A small-scale disposable syringe unit will need Rs 75 lakh to Rs 1.25 crore of investment for equipment, clean room fitout, raw material stock, CDSCO and BIS licensing fees and working capital. Initial capital requirement can be reduced by hiring sterilisation service and leasing factory space instead of building a factory.
Disposable syringes can be manufactured in India under which license?
In India, Disposable Syringes are all classified as Class B medical devices according to the Medical Devices Rules 2017 (MDR). A Medical Device Manufacturing License is required from the State Licensing Authority (SLA) in the state in which your factory is located, on Form MD-5. For market sale and government procurement, BIS product certification in accordance to IS:10178 or IS:10654 also is necessary.
No, BIS is not a compulsory certification for the manufacture of syringes.
Yes. BIS has announced that the auto-disables syringes used in the government immunisation programme must be certified as per IS 10654. IS:10178 is relevant to an ordinary hypodermic syringe. Your products will not be able to be sold via government procurement or exported to certain markets, such as UNICEF procurement programmes, if they are not BIS certified.
What ingredients are needed to produce syringes and where do they come from?
Key raw materials are medical-grade polypropylene (PP) for barrel, plunger, and hub; SS304 stainless steel tubing for the needle cannula; synthetic rubber for the piston; and silicone oil for lubrication.
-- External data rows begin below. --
use std::path::PathBuf;

use anyhow::{Context, Result};
use ccdcal_core::group::GroupingMode;
use ccdcal_core::io::image_io::save_map;
use ccdcal_core::io::manifest::Manifest;
use ccdcal_core::noise::Reduction;
use ccdcal_core::pipeline::config::CalibrationConfig;
use ccdcal_core::pipeline::{run_calibration_reported, PipelineStage, ProgressReporter};
use ccdcal_core::ptc::FitMethod;
use clap::{Args, ValueEnum};
use indicatif::{ProgressBar, ProgressStyle};
use tracing::info;

use crate::summary::{print_calibration_summary, print_config_summary};

#[derive(Clone, ValueEnum)]
pub enum GroupingArg {
    Pairwise,
    Ladder,
}

#[derive(Clone, ValueEnum)]
pub enum ReductionArg {
    Global,
    PerPixel,
}

#[derive(Clone, ValueEnum)]
pub enum FitArg {
    Ordinary,
    Weighted,
}

#[derive(Args)]
pub struct CalibrateArgs {
    /// Calibration manifest (TOML)
    pub manifest: PathBuf,

    /// Calibration config file (TOML); flags below override it
    #[arg(long)]
    pub config: Option<PathBuf>,

    /// How frames are grouped into transfer curve points
    #[arg(long, value_enum)]
    pub grouping: Option<GroupingArg>,

    /// Whether statistics are reduced over the frame or kept per pixel
    #[arg(long, value_enum)]
    pub reduction: Option<ReductionArg>,

    /// Transfer curve regression
    #[arg(long, value_enum)]
    pub fit: Option<FitArg>,

    /// Fraction of full scale above which points count as saturated
    #[arg(long)]
    pub saturation_fraction: Option<f64>,

    /// Largest accepted relative residual of the fit
    #[arg(long)]
    pub max_relative_rss: Option<f64>,

    /// Drop blank and overscan columns even if the manifest does not ask to
    #[arg(long)]
    pub crop_active: bool,

    /// Write the calibration summary to this TOML file
    #[arg(long)]
    pub report: Option<PathBuf>,

    /// Write the bias offset map to this image (TIFF, or PNG preview)
    #[arg(long)]
    pub bias_map: Option<PathBuf>,
}

/// Drives an indicatif bar from pipeline stage events.
struct BarReporter {
    pb: ProgressBar,
}

impl BarReporter {
    fn new() -> Result<Self> {
        let pb = ProgressBar::new(0);
        pb.set_style(
            ProgressStyle::default_bar()
                .template("{msg:24} [{bar:40}] {pos}/{len}")?
                .progress_chars("=> "),
        );
        Ok(Self { pb })
    }
}

impl ProgressReporter for BarReporter {
    fn begin_stage(&self, stage: PipelineStage, total_items: Option<usize>) {
        self.pb.set_message(stage.to_string());
        self.pb.set_length(total_items.unwrap_or(1) as u64);
        self.pb.set_position(0);
    }

    fn advance(&self, items_done: usize) {
        self.pb.set_position(items_done as u64);
    }

    fn finish_stage(&self) {
        if let Some(len) = self.pb.length() {
            self.pb.set_position(len);
        }
    }
}

pub fn run(args: &CalibrateArgs) -> Result<()> {
    let mut manifest = Manifest::load(&args.manifest)
        .with_context(|| format!("Failed to load manifest {}", args.manifest.display()))?;
    if args.crop_active {
        manifest.crop_active = true;
    }

    let config = match args.config {
        Some(ref config_path) => {
            let contents = std::fs::read_to_string(config_path)
                .with_context(|| format!("Failed to read config {}", config_path.display()))?;
            CalibrationConfig::from_toml_for_camera(&contents, &manifest.model)
                .context("Invalid calibration config")?
        }
        None => CalibrationConfig::for_camera(&manifest.model),
    };
    let config = apply_overrides(config, args);

    print_config_summary(&manifest, &config);

    let frames = manifest.load_frames().context("Failed to load frames")?;
    info!(frames = frames.len(), "Frames loaded");

    let reporter = BarReporter::new()?;
    let result = run_calibration_reported(&frames, &config, &reporter)?;
    reporter.pb.finish_with_message("Done");

    let summary = result.summary();
    print_calibration_summary(&summary);

    if let Some(ref path) = args.report {
        let toml_str = toml::to_string_pretty(&summary)?;
        std::fs::write(path, toml_str)
            .with_context(|| format!("Failed to write report to {}", path.display()))?;
        println!("Report saved to {}", path.display());
    }

    if let Some(ref path) = args.bias_map {
        save_map(result.bias_map().offset.view(), path)
            .with_context(|| format!("Failed to write bias map to {}", path.display()))?;
        println!("Bias map saved to {}", path.display());
    }

    Ok(())
}

fn apply_overrides(mut config: CalibrationConfig, args: &CalibrateArgs) -> CalibrationConfig {
    if let Some(ref grouping) = args.grouping {
        config.grouping = match grouping {
            GroupingArg::Pairwise => GroupingMode::Pairwise,
            GroupingArg::Ladder => GroupingMode::Ladder,
        };
    }
    if let Some(ref reduction) = args.reduction {
        config.reduction = match reduction {
            ReductionArg::Global => Reduction::Global,
            ReductionArg::PerPixel => Reduction::PerPixel,
        };
    }
    if let Some(ref fit) = args.fit {
        config.ptc.method = match fit {
            FitArg::Ordinary => FitMethod::Ordinary,
            FitArg::Weighted => FitMethod::Weighted,
        };
    }
    if let Some(fraction) = args.saturation_fraction {
        config.ptc.saturation_fraction = fraction;
    }
    if let Some(tolerance) = args.max_relative_rss {
        config.ptc.max_relative_rss = tolerance;
    }
    config
}
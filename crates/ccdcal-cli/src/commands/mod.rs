pub mod calibrate;
pub mod config;
pub mod info;
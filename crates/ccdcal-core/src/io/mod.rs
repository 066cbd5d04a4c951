pub mod image_io;
pub mod manifest;
pub mod ser;
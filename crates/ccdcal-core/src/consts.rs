/// Minimum pixel count (h*w) to update per-pixel moments with Rayon.
pub const PARALLEL_PIXEL_THRESHOLD: usize = 65_536;

/// Minimum number of exposure levels to estimate variance in parallel.
pub const PARALLEL_LEVEL_THRESHOLD: usize = 4;

/// Small epsilon to avoid division by zero in floating-point comparisons.
pub const EPSILON: f64 = 1e-12;

/// Default fraction of the ADC full scale above which a PTC point is
/// treated as saturated.
pub const DEFAULT_SATURATION_FRACTION: f64 = 0.9;

/// Default upper bound on `sum(residual^2) / sum(variance^2)` over the
/// linear-regime PTC points.
pub const DEFAULT_MAX_RELATIVE_RSS: f64 = 0.01;

/// Number of bits of the MSFC camera analog-to-digital converter.
pub const DEFAULT_ADC_BITS: u32 = 16;

/// Widest ADC a camera model may declare.
pub const MAX_ADC_BITS: u32 = 32;

/// Duration of one exposure counter tick, in seconds (25 ns).
pub const EXPOSURE_SECONDS_PER_COUNT: f64 = 25e-9;

/// FPGA voltage monitor full scale, in volts.
pub const FPGA_VOLTAGE_FULL_SCALE: f64 = 3.0;

/// FPGA temperature monitor full scale, in kelvin.
pub const FPGA_TEMPERATURE_FULL_SCALE: f64 = 503.975;

/// Resolution of the 12-bit housekeeping ADC.
pub const HOUSEKEEPING_ADC_COUNTS: f64 = 4096.0;

/// Offset between the kelvin and Celsius scales.
pub const KELVIN_OFFSET: f64 = 273.15;

/// Number of taps along the long (column) axis of the CCD230.
pub const CCD230_TAPS_X: usize = 2;

/// Number of taps along the short (row) axis of the CCD230.
pub const CCD230_TAPS_Y: usize = 2;

/// Blank columns at the start of each tap row of the CCD230.
pub const CCD230_BLANK_COLUMNS: usize = 50;

/// Overscan columns at the end of each tap row of the CCD230.
pub const CCD230_OVERSCAN_COLUMNS: usize = 2;

/// Physical pixel pitch of the CCD230, in micrometres.
pub const CCD230_PIXEL_WIDTH_UM: f64 = 15.0;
Most materials are available from domestic suppliers such as Reliance Industries, IOCL and Specialty polymer distributors etc.
Is it possible to import syringes from India and what are required?
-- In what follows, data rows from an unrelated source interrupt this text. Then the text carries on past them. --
use ndarray::{Array2, ArrayD, ArrayView2, Ix2};
use serde::{Deserialize, Serialize};

use crate::camera::Housekeeping;
use crate::error::{CalibrationError, Result};

/// Identifies the sensor and readout context a frame was captured in.
///
/// Frames may only be combined when their camera ids are equal.
#[derive(Clone, Debug, Default, PartialEq, Eq, Hash, Serialize, Deserialize)]
pub struct CameraId {
    pub serial_number: String,
    #[serde(default)]
    pub run_mode: String,
}

impl CameraId {
    pub fn new(serial_number: impl Into<String>, run_mode: impl Into<String>) -> Self {
        Self {
            serial_number: serial_number.into(),
            run_mode: run_mode.into(),
        }
    }
}

impl std::fmt::Display for CameraId {
    fn fmt(&self, f: &mut std::fmt::Formatter<'_>) -> std::fmt::Result {
        if self.run_mode.is_empty() {
            write!(f, "{}", self.serial_number)
        } else {
            write!(f, "{} ({})", self.serial_number, self.run_mode)
        }
    }
}

/// Optional per-frame metadata carried alongside the pixels.
#[derive(Clone, Debug, Default)]
pub struct FrameMetadata {
    /// Index of the frame within its source file.
    pub frame_index: usize,
    pub timestamp_us: Option<u64>,
    pub housekeeping: Option<Housekeeping>,
}

/// A single raw calibration exposure.
///
/// Pixel values are raw ADC counts, row-major, shape = (height, width).
/// A zero exposure time marks a bias frame. Frames are immutable once built.
#[derive(Clone, Debug)]
pub struct Frame {
    data: Array2<u16>,
    exposure_time: f64,
    camera: CameraId,
    metadata: FrameMetadata,
}

impl Frame {
    pub fn new(data: Array2<u16>, exposure_time: f64, camera: CameraId) -> Result<Self> {
        let (h, w) = data.dim();
        if h == 0 || w == 0 {
            return Err(CalibrationError::Shape(format!(
                "frame must have non-zero extent, got {h}x{w}"
            )));
        }
        if !exposure_time.is_finite() || exposure_time < 0.0 {
            return Err(CalibrationError::Value(format!(
                "exposure time must be a non-negative number of seconds, got {exposure_time}"
            )));
        }
        Ok(Self {
            data,
            exposure_time,
            camera,
            metadata: FrameMetadata::default(),
        })
    }

    /// Build a frame from a row-major buffer of `height * width` counts.
    pub fn from_shape_vec(
        shape: (usize, usize),
        pixels: Vec<u16>,
        exposure_time: f64,
        camera: CameraId,
    ) -> Result<Self> {
        let len = pixels.len();
        let data = Array2::from_shape_vec(shape, pixels).map_err(|_| {
            CalibrationError::Shape(format!(
                "{} pixels cannot fill a {}x{} frame",
                len, shape.0, shape.1
            ))
        })?;
        Self::new(data, exposure_time, camera)
    }

    /// Build a frame from nested rows; every row must have the same length.
    pub fn from_rows(rows: Vec<Vec<u16>>, exposure_time: f64, camera: CameraId) -> Result<Self> {
        let height = rows.len();
        let width = rows.first().map_or(0, Vec::len);
        if let Some((i, row)) = rows.iter().enumerate().find(|(_, r)| r.len() != width) {
            return Err(CalibrationError::Shape(format!(
                "row {i} has {} columns, expected {width}",
                row.len()
            )));
        }
        let pixels: Vec<u16> = rows.into_iter().flatten().collect();
        Self::from_shape_vec((height, width), pixels, exposure_time, camera)
    }

    /// Build a frame from an array of arbitrary rank; only 2D is accepted.
    pub fn from_dyn(data: ArrayD<u16>, exposure_time: f64, camera: CameraId) -> Result<Self> {
        let ndim = data.ndim();
        let data = data.into_dimensionality::<Ix2>().map_err(|_| {
            CalibrationError::Shape(format!("frame data must be 2D, got {ndim} dimensions"))
        })?;
        Self::new(data, exposure_time, camera)
    }

    pub fn with_metadata(mut self, metadata: FrameMetadata) -> Self {
        self.metadata = metadata;
        self
    }

    pub fn data(&self) -> ArrayView2<'_, u16> {
        self.data.view()
    }

    /// Pixel counts as f64, materialized on demand.
    pub fn counts(&self) -> Array2<f64> {
        self.data.mapv(f64::from)
    }

    /// Exposure time in seconds.
    pub fn exposure_time(&self) -> f64 {
        self.exposure_time
    }

    pub fn is_bias(&self) -> bool {
        self.exposure_time == 0.0
    }

    pub fn camera(&self) -> &CameraId {
        &self.camera
    }

    pub fn metadata(&self) -> &FrameMetadata {
        &self.metadata
    }

    pub fn dim(&self) -> (usize, usize) {
        self.data.dim()
    }

    pub fn width(&self) -> usize {
        self.data.ncols()
    }

    pub fn height(&self) -> usize {
        self.data.nrows()
    }
}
India is the world largest export of AD syringe to 120+ countries. WHO-GMP prequalification is a mandatory requirement for UNICEF and WHO funded export programme. CE marking is required for products to be exported to the EU. The export registration and buyer connection support is provided by the registered Indian medical device manufacturers to the FIEO, APEDA and PHARMEXCIL.
NPCS helps you begin the manufacture of syringes.
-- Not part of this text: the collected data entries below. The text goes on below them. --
use std::sync::atomic::{AtomicUsize, Ordering};

use ndarray::{Array, Array2, ArrayView, ArrayView2, Dimension, Zip};
use num_traits::AsPrimitive;
use rayon::prelude::*;
use serde::{Deserialize, Serialize};
use tracing::debug;

use crate::consts::{PARALLEL_LEVEL_THRESHOLD, PARALLEL_PIXEL_THRESHOLD};
use crate::error::{CalibrationError, Result};
use crate::group::{ExposureLevel, FrameSet};

/// Noise estimation strategy.
///
/// Each variant is a pure function of a frame set and one of its levels.
#[derive(Clone, Copy, Debug, Default, PartialEq, Eq, Serialize, Deserialize)]
pub enum VarianceMethod {
    /// Variance of `A - B` over same-exposure pairs; fixed pattern cancels.
    #[default]
    PairwiseDifference,
    /// Unbiased sample variance across a stack of N >= 2 frames.
    MultiFrame,
}

impl std::fmt::Display for VarianceMethod {
    fn fmt(&self, f: &mut std::fmt::Formatter<'_>) -> std::fmt::Result {
        match self {
            Self::PairwiseDifference => write!(f, "Pairwise difference"),
            Self::MultiFrame => write!(f, "Multi-frame"),
        }
    }
}

/// Whether estimates are reported per pixel or collapsed to one number.
#[derive(Clone, Copy, Debug, Default, PartialEq, Eq, Serialize, Deserialize)]
pub enum Reduction {
    #[default]
    Global,
    PerPixel,
}

impl std::fmt::Display for Reduction {
    fn fmt(&self, f: &mut std::fmt::Formatter<'_>) -> std::fmt::Result {
        match self {
            Self::Global => write!(f, "Global"),
            Self::PerPixel => write!(f, "Per pixel"),
        }
    }
}

/// A scalar or per-pixel statistic.
#[derive(Clone, Debug, PartialEq, Serialize)]
pub enum Statistic {
    Scalar(f64),
    Map(Array2<f64>),
}

impl Statistic {
    /// The scalar value, or the mean over the map.
    pub fn value(&self) -> f64 {
        match self {
            Self::Scalar(v) => *v,
            Self::Map(m) => m.mean().unwrap_or(0.0),
        }
    }

    pub fn as_map(&self) -> Option<&Array2<f64>> {
        match self {
            Self::Scalar(_) => None,
            Self::Map(m) => Some(m),
        }
    }

    fn min(&self) -> f64 {
        match self {
            Self::Scalar(v) => *v,
            Self::Map(m) => m.iter().copied().fold(f64::INFINITY, f64::min),
        }
    }
}

/// Mean and variance of one exposure level.
#[derive(Clone, Debug, PartialEq, Serialize)]
pub struct VarianceEstimate {
    exposure_time: f64,
    mean: Statistic,
    variance: Statistic,
    sample_count: usize,
}

impl VarianceEstimate {
    pub fn new(
        exposure_time: f64,
        mean: Statistic,
        variance: Statistic,
        sample_count: usize,
    ) -> Result<Self> {
        if sample_count < 2 {
            return Err(CalibrationError::InsufficientData(format!(
                "variance needs at least 2 samples, got {sample_count}"
            )));
        }
        let min = variance.min();
        if min.is_nan() || min < 0.0 {
            return Err(CalibrationError::Value(format!(
                "variance must be non-negative, got {min}"
            )));
        }
        Ok(Self {
            exposure_time,
            mean,
            variance,
            sample_count,
        })
    }

    pub fn exposure_time(&self) -> f64 {
        self.exposure_time
    }

    pub fn mean(&self) -> &Statistic {
        &self.mean
    }

    pub fn variance(&self) -> &Statistic {
        &self.variance
    }

    /// Number of frames that contributed.
    pub fn sample_count(&self) -> usize {
        self.sample_count
    }
}

/// Element-wise mean and variance over a set of equally shaped arrays.
#[derive(Clone, Debug, PartialEq)]
pub struct Moments<D: Dimension> {
    pub mean: Array<f64, D>,
    pub variance: Array<f64, D>,
    pub count: usize,
}

fn check_shapes<A, D: Dimension>(views: &[&ArrayView<'_, A, D>]) -> Result<()> {
    let shape = views[0].shape();
    if let Some(bad) = views.iter().find(|v| v.shape() != shape) {
        return Err(CalibrationError::Shape(format!(
            "cannot combine arrays of shape {:?} and {:?}",
            shape,
            bad.shape()
        )));
    }
    Ok(())
}

/// Unbiased element-wise sample variance across a stack (Welford).
///
/// Works at any rank: a stack of rank-0 arrays gives scalar moments, a
/// stack of frames gives per-pixel maps.
pub fn sample_moments<A, D>(stack: &[ArrayView<'_, A, D>]) -> Result<Moments<D>>
where
    A: AsPrimitive<f64> + Send + Sync,
    D: Dimension,
{
    let n = stack.len();
    if n < 2 {
        return Err(CalibrationError::InsufficientData(format!(
            "sample variance needs at least 2 frames, got {n}"
        )));
    }
    check_shapes(&stack.iter().collect::<Vec<_>>())?;

    let dim = stack[0].raw_dim();
    let mut mean = Array::<f64, D>::zeros(dim.clone());
    let mut m2 = Array::<f64, D>::zeros(dim);
    let parallel = mean.len() >= PARALLEL_PIXEL_THRESHOLD;

    for (k, view) in stack.iter().enumerate() {
        let k1 = (k + 1) as f64;
        let update = |m: &mut f64, s: &mut f64, x: &A| {
            let x: f64 = x.as_();
            let delta = x - *m;
            *m += delta / k1;
            *s += delta * (x - *m);
        };
        let zip = Zip::from(&mut mean).and(&mut m2).and(view);
        if parallel {
            zip.par_for_each(update);
        } else {
            zip.for_each(update);
        }
    }

    m2 /= (n - 1) as f64;
    Ok(Moments {
        mean,
        variance: m2,
        count: n,
    })
}

/// Element-wise pair-difference moments.
///
/// For each pair the mean is `(a + b) / 2` and the variance `(a - b)^2 / 2`;
/// both are averaged over pairs. Swapping the members of a pair does not
/// change the result.
pub fn pair_moments<A, D>(
    pairs: &[(ArrayView<'_, A, D>, ArrayView<'_, A, D>)],
) -> Result<Moments<D>>
where
    A: AsPrimitive<f64> + Send + Sync,
    D: Dimension,
{
    if pairs.is_empty() {
        return Err(CalibrationError::InsufficientData(
            "pair-difference variance needs at least one pair".into(),
        ));
    }
    let views: Vec<_> = pairs.iter().flat_map(|(a, b)| [a, b]).collect();
    check_shapes(&views)?;

    let dim = pairs[0].0.raw_dim();
    let mut mean = Array::<f64, D>::zeros(dim.clone());
    let mut variance = Array::<f64, D>::zeros(dim);
    let np = pairs.len() as f64;

    for (a, b) in pairs {
        Zip::from(&mut mean)
            .and(&mut variance)
            .and(a)
            .and(b)
            .for_each(|m, v, x, y| {
                let (x, y): (f64, f64) = (x.as_(), y.as_());
                *m += 0.5 * (x + y) / np;
                *v += 0.5 * (x - y) * (x - y) / np;
            });
    }

    Ok(Moments {
        mean,
        variance,
        count: 2 * pairs.len(),
    })
}

/// Mean of `(a + b) / 2` and unbiased variance of `a - b` over all elements.
pub fn difference_variance<A, D>(
    a: &ArrayView<'_, A, D>,
    b: &ArrayView<'_, A, D>,
) -> Result<(f64, f64)>
where
    A: AsPrimitive<f64>,
    D: Dimension,
{
    check_shapes(&[a, b])?;
    let n = a.len();
    if n < 2 {
        return Err(CalibrationError::InsufficientData(format!(
            "difference variance needs at least 2 pixels, got {n}"
        )));
    }

    let mut sum = 0.0f64;
    let mut diff_sum = 0.0f64;
    Zip::from(a).and(b).for_each(|x, y| {
        let (x, y): (f64, f64) = (x.as_(), y.as_());
        sum += x + y;
        diff_sum += x - y;
    });
    let diff_mean = diff_sum / n as f64;

    let mut sq_sum = 0.0f64;
    Zip::from(a).and(b).for_each(|x, y| {
        let (x, y): (f64, f64) = (x.as_(), y.as_());
        let d = x - y - diff_mean;
        sq_sum += d * d;
    });

    Ok((0.5 * sum / n as f64, sq_sum / (n - 1) as f64))
}

impl VarianceMethod {
    /// Estimate mean and variance of one exposure level of `set`.
    pub fn estimate(
        &self,
        set: &FrameSet<'_>,
        level: &ExposureLevel,
        reduction: Reduction,
    ) -> Result<VarianceEstimate> {
        match self {
            Self::PairwiseDifference => estimate_pairwise(set, level, reduction),
            Self::MultiFrame => estimate_multi_frame(set, level, reduction),
        }
    }
}

fn estimate_pairwise(
    set: &FrameSet<'_>,
    level: &ExposureLevel,
    reduction: Reduction,
) -> Result<VarianceEstimate> {
    let pairs = set.pairs(level)?;
    if pairs.is_empty() {
        return Err(CalibrationError::InsufficientData(format!(
            "no frame pairs at exposure {} s",
            level.exposure_time
        )));
    }
    let views: Vec<(ArrayView2<'_, u16>, ArrayView2<'_, u16>)> =
        pairs.iter().map(|(a, b)| (a.data(), b.data())).collect();

    match reduction {
        Reduction::Global => {
            let mut mean = 0.0f64;
            let mut variance = 0.0f64;
            for (a, b) in &views {
                let (m, diff_var) = difference_variance(a, b)?;
                mean += m;
                variance += 0.5 * diff_var;
            }
            let np = views.len() as f64;
            VarianceEstimate::new(
                level.exposure_time,
                Statistic::Scalar(mean / np),
                Statistic::Scalar(variance / np),
                2 * views.len(),
            )
        }
        Reduction::PerPixel => {
            let moments = pair_moments(&views)?;
            VarianceEstimate::new(
                level.exposure_time,
                Statistic::Map(moments.mean),
                Statistic::Map(moments.variance),
                moments.count,
            )
        }
    }
}

fn estimate_multi_frame(
    set: &FrameSet<'_>,
    level: &ExposureLevel,
    reduction: Reduction,
) -> Result<VarianceEstimate> {
    let views: Vec<ArrayView2<'_, u16>> = set.frames(level).iter().map(|f| f.data()).collect();
    let moments = sample_moments(&views)?;
    let (mean, variance) = match reduction {
        Reduction::Global => (
            Statistic::Scalar(moments.mean.mean().unwrap_or(0.0)),
            Statistic::Scalar(moments.variance.mean().unwrap_or(0.0)),
        ),
        Reduction::PerPixel => (
            Statistic::Map(moments.mean),
            Statistic::Map(moments.variance),
        ),
    };
    VarianceEstimate::new(level.exposure_time, mean, variance, moments.count)
}

/// Estimate every non-zero exposure level of `set`, in ascending exposure.
pub fn estimate_levels(
    set: &FrameSet<'_>,
    method: VarianceMethod,
    reduction: Reduction,
) -> Result<Vec<VarianceEstimate>> {
    estimate_levels_with_progress(set, method, reduction, |_| {})
}

/// Estimate every non-zero level with per-level progress reporting.
///
/// Levels are independent, so they run in parallel once there are
/// [`PARALLEL_LEVEL_THRESHOLD`] of them. Calls `on_progress(levels_done)`
/// as each level finishes; output order is always ascending exposure.
pub fn estimate_levels_with_progress(
    set: &FrameSet<'_>,
    method: VarianceMethod,
    reduction: Reduction,
    on_progress: impl Fn(usize) + Send + Sync,
) -> Result<Vec<VarianceEstimate>> {
    let levels: Vec<&ExposureLevel> = set.signal_levels().collect();
    debug!(
        levels = levels.len(),
        method = %method,
        reduction = %reduction,
        "Estimating level variances"
    );

    let done = AtomicUsize::new(0);
    let run = |level: &ExposureLevel| {
        let estimate = method.estimate(set, level, reduction);
        on_progress(done.fetch_add(1, Ordering::Relaxed) + 1);
        estimate
    };

    if levels.len() >= PARALLEL_LEVEL_THRESHOLD {
        levels.par_iter().map(|&level| run(level)).collect()
    } else {
        levels.iter().map(|&level| run(level)).collect()
    }
}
NPCS develops a detailed Project Report that includes Plant Layout, List of Machinery with their suppliers, Guide for sourcing of raw material, CDSCO and BIS plant licensing process, Profit and Loss statements, Bank loan ready financial model, Break even analysis etc. The DPR also includes information on eligibility for government schemes, guidance on implementing ISO 13485 and an export market entry roadmap. For details of Project Reports visit niir.org.
Conclusion
The disposable syringe and needle manufacturing industry is one of the most promising avenues for entry into India’s medical device industry. The upswing in medical devices in India is clearly evidenced by the government’s commitment to procuring these devices under NHM and PMJAY, combined with the expected growth of the medical devices market at 12-15 percent per year, and the business case is even stronger for entrepreneurs who invest in getting their products into compliance with Invest India and ensure CDSCO and BIS clearance.
It is beneficial for entrepreneurs to avail both institutional revenue and export revenue as they can get CDSCO license and BIS certification along with GeM registration. With a well-prepared Detailed Project Report prepared by NPCS, based on the regulatory framework of Medical Devices Rules 2017 by CDSCO, your bank loan application and investor pitch becomes technically credible and enables you to get the product from business idea to commercial production, with confidence and speed.